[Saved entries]
----------------------------------------

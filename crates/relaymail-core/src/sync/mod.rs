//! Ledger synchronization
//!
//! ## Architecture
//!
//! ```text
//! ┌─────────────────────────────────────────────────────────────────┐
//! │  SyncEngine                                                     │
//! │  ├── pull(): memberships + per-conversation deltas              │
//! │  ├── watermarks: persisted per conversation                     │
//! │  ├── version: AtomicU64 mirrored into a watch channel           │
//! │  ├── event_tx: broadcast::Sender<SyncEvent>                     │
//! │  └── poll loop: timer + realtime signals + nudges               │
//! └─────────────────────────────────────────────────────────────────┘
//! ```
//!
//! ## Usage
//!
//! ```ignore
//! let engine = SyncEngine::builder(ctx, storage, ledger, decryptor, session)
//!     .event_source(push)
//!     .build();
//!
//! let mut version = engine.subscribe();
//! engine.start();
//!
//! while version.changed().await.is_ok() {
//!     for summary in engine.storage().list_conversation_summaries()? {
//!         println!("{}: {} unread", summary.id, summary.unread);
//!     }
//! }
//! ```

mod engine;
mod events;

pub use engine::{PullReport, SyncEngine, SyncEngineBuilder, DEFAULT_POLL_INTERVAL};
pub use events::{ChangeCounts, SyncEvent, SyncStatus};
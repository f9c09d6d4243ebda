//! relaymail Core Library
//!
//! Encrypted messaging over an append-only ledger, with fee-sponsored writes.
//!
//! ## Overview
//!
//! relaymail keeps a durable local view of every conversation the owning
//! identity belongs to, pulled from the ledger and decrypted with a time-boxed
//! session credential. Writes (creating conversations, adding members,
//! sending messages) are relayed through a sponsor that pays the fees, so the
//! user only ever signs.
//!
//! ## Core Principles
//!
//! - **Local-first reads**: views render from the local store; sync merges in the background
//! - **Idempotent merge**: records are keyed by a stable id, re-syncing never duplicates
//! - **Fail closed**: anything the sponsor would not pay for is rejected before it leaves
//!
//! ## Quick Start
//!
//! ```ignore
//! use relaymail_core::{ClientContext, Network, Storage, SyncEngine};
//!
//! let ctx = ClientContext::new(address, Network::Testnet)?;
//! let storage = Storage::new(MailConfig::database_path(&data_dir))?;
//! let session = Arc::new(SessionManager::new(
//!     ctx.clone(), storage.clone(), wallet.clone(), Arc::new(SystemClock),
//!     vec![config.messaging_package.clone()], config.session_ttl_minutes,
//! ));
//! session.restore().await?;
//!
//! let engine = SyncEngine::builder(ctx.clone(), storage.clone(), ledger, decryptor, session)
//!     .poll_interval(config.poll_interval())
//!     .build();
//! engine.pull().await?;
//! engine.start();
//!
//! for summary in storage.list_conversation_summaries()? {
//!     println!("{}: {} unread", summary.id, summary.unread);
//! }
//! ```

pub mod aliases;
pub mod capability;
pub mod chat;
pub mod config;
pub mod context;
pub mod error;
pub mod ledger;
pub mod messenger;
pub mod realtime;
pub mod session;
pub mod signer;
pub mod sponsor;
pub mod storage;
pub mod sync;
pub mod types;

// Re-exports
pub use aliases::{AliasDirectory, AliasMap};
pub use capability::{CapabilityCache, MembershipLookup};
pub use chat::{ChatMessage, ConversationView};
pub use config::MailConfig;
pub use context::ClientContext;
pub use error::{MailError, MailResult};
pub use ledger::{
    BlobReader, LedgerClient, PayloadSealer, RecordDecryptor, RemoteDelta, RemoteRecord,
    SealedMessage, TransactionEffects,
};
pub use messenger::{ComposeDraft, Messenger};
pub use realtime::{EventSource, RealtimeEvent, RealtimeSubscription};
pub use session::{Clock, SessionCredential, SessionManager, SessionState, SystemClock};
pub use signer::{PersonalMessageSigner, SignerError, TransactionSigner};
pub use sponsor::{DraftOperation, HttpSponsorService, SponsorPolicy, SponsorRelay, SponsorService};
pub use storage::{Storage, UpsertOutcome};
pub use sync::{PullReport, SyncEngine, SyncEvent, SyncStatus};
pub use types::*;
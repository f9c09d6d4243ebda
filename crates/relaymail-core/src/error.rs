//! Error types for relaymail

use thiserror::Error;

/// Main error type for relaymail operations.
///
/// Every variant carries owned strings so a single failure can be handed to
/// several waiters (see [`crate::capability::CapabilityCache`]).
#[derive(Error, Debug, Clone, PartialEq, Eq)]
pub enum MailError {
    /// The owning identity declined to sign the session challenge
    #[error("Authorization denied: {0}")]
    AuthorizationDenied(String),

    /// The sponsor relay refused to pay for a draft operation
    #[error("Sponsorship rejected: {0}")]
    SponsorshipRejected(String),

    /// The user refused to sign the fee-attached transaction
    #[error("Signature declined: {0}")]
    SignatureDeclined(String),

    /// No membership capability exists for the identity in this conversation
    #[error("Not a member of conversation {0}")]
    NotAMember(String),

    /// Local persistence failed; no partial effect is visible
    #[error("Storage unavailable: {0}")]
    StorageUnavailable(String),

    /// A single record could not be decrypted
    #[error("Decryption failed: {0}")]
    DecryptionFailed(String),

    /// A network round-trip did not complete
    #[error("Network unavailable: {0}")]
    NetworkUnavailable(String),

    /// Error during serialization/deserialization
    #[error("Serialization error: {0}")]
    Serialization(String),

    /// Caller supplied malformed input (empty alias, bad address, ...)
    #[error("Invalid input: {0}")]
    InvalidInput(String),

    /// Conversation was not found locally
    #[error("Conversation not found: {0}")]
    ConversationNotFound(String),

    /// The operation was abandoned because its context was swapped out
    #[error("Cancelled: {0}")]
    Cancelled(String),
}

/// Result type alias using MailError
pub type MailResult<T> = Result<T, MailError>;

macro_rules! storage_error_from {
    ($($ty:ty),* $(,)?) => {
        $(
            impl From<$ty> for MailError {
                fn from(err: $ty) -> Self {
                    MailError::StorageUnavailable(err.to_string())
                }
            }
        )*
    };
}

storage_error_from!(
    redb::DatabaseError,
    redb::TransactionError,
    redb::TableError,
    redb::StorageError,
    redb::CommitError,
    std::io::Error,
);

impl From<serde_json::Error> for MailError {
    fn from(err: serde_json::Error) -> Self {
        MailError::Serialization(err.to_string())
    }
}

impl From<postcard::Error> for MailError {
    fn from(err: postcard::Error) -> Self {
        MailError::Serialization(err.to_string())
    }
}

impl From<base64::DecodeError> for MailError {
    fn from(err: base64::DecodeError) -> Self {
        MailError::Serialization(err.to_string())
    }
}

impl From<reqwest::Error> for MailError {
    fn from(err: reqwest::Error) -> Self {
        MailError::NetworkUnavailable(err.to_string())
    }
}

----------------------------------------

Retype the records above in full. Every word should match.

filename crates/relaymail-core/src/sync/mod.rs
//! Ledger synchronization
//!
//! ## Architecture
//!
//! ```text
//! ┌─────────────────────────────────────────────────────────────────┐
//! │  SyncEngine                                                     │
//! │  ├── pull(): memberships + per-conversation deltas              │
//! │  ├── watermarks: persisted per conversation                     │
//! │  ├── version: AtomicU64 mirrored into a watch channel           │
//! │  ├── event_tx: broadcast::Sender<SyncEvent>                     │
//! │  └── poll loop: timer + realtime signals + nudges               │
//! └─────────────────────────────────────────────────────────────────┘
//! ```
//!
//! ## Usage
//!
//! ```ignore
//! let engine = SyncEngine::builder(ctx, storage, ledger, decryptor, session)
//!     .event_source(push)
//!     .build();
//!
//! let mut version = engine.subscribe();
//! engine.start();
//!
//! while version.changed().await.is_ok() {
//!     for summary in engine.storage().list_conversation_summaries()? {
//!         println!("{}: {} unread", summary.id, summary.unread);
//!     }
//! }
//! ```

mod engine;
mod events;

pub use engine::{PullReport, SyncEngine, SyncEngineBuilder, DEFAULT_POLL_INTERVAL};
pub use events::{ChangeCounts, SyncEvent, SyncStatus};
repository f9c09d6d4243ebda
//! relaymail Core Library
//!
//! Encrypted messaging over an append-only ledger, with fee-sponsored writes.
//!
//! ## Overview
//!
//! relaymail keeps a durable local view of every conversation the owning
//! identity belongs to, pulled from the ledger and decrypted with a time-boxed
//! session credential. Writes (creating conversations, adding members,
//! sending messages) are relayed through a sponsor that pays the fees, so the
//! user only ever signs.
//!
//! ## Core Principles
//!
//! - **Local-first reads**: views render from the local store; sync merges in the background
//! - **Idempotent merge**: records are keyed by a stable id, re-syncing never duplicates
//! - **Fail closed**: anything the sponsor would not pay for is rejected before it leaves
//!
//! ## Quick Start
//!
//! ```ignore
//! use relaymail_core::{ClientContext, Network, Storage, SyncEngine};
//!
//! let ctx = ClientContext::new(address, Network::Testnet)?;
//! let storage = Storage::new(MailConfig::database_path(&data_dir))?;
//! let session = Arc::new(SessionManager::new(
//!     ctx.clone(), storage.clone(), wallet.clone(), Arc::new(SystemClock),
//!     vec![config.messaging_package.clone()], config.session_ttl_minutes,
//! ));
//! session.restore().await?;
//!
//! let engine = SyncEngine::builder(ctx.clone(), storage.clone(), ledger, decryptor, session)
//!     .poll_interval(config.poll_interval())
//!     .build();
//! engine.pull().await?;
//! engine.start();
//!
//! for summary in storage.list_conversation_summaries()? {
//!     println!("{}: {} unread", summary.id, summary.unread);
//! }
//! ```

pub mod aliases;
pub mod capability;
pub mod chat;
pub mod config;
pub mod context;
pub mod error;
pub mod ledger;
pub mod messenger;
pub mod realtime;
pub mod session;
pub mod signer;
pub mod sponsor;
pub mod storage;
pub mod sync;
pub mod types;

// Re-exports
pub use aliases::{AliasDirectory, AliasMap};
pub use capability::{CapabilityCache, MembershipLookup};
pub use chat::{ChatMessage, ConversationView};
pub use config::MailConfig;
pub use context::ClientContext;
pub use error::{MailError, MailResult};
pub use ledger::{
    BlobReader, LedgerClient, PayloadSealer, RecordDecryptor, RemoteDelta, RemoteRecord,
    SealedMessage, TransactionEffects,
};
pub use messenger::{ComposeDraft, Messenger};
pub use realtime::{EventSource, RealtimeEvent, RealtimeSubscription};
pub use session::{Clock, SessionCredential, SessionManager, SessionState, SystemClock};
pub use signer::{PersonalMessageSigner, SignerError, TransactionSigner};
pub use sponsor::{DraftOperation, HttpSponsorService, SponsorPolicy, SponsorRelay, SponsorService};
pub use storage::{Storage, UpsertOutcome};
pub use sync::{PullReport, SyncEngine, SyncEvent, SyncStatus};
pub use types::*;
repository f9c09d6d4243ebda
filename crates/relaymail-core/src/error.rs
//! Error types for relaymail

use thiserror::Error;

/// Main error type for relaymail operations.
///
/// Every variant carries owned strings so a single failure can be handed to
/// several waiters (see [`crate::capability::CapabilityCache`]).
#[derive(Error, Debug, Clone, PartialEq, Eq)]
pub enum MailError {
    /// The owning identity declined to sign the session challenge
    #[error("Authorization denied: {0}")]
    AuthorizationDenied(String),

    /// The sponsor relay refused to pay for a draft operation
    #[error("Sponsorship rejected: {0}")]
    SponsorshipRejected(String),

    /// The user refused to sign the fee-attached transaction
    #[error("Signature declined: {0}")]
    SignatureDeclined(String),

    /// No membership capability exists for the identity in this conversation
    #[error("Not a member of conversation {0}")]
    NotAMember(String),

    /// Local persistence failed; no partial effect is visible
    #[error("Storage unavailable: {0}")]
    StorageUnavailable(String),

    /// A single record could not be decrypted
    #[error("Decryption failed: {0}")]
    DecryptionFailed(String),

    /// A network round-trip did not complete
    #[error("Network unavailable: {0}")]
    NetworkUnavailable(String),

    /// Error during serialization/deserialization
    #[error("Serialization error: {0}")]
    Serialization(String),

    /// Caller supplied malformed input (empty alias, bad address, ...)
    #[error("Invalid input: {0}")]
    InvalidInput(String),

    /// Conversation was not found locally
    #[error("Conversation not found: {0}")]
    ConversationNotFound(String),

    /// The operation was abandoned because its context was swapped out
    #[error("Cancelled: {0}")]
    Cancelled(String),
}

/// Result type alias using MailError
pub type MailResult<T> = Result<T, MailError>;

macro_rules! storage_error_from {
    ($($ty:ty),* $(,)?) => {
        $(
            impl From<$ty> for MailError {
                fn from(err: $ty) -> Self {
                    MailError::StorageUnavailable(err.to_string())
                }
            }
        )*
    };
}

storage_error_from!(
    redb::DatabaseError,
    redb::TransactionError,
    redb::TableError,
    redb::StorageError,
    redb::CommitError,
    std::io::Error,
);

impl From<serde_json::Error> for MailError {
    fn from(err: serde_json::Error) -> Self {
        MailError::Serialization(err.to_string())
    }
}

impl From<postcard::Error> for MailError {
    fn from(err: postcard::Error) -> Self {
        MailError::Serialization(err.to_string())
    }
}

impl From<base64::DecodeError> for MailError {
    fn from(err: base64::DecodeError) -> Self {
        MailError::Serialization(err.to_string())
    }
}

impl From<reqwest::Error> for MailError {
    fn from(err: reqwest::Error) -> Self {
        MailError::NetworkUnavailable(err.to_string())
    }
}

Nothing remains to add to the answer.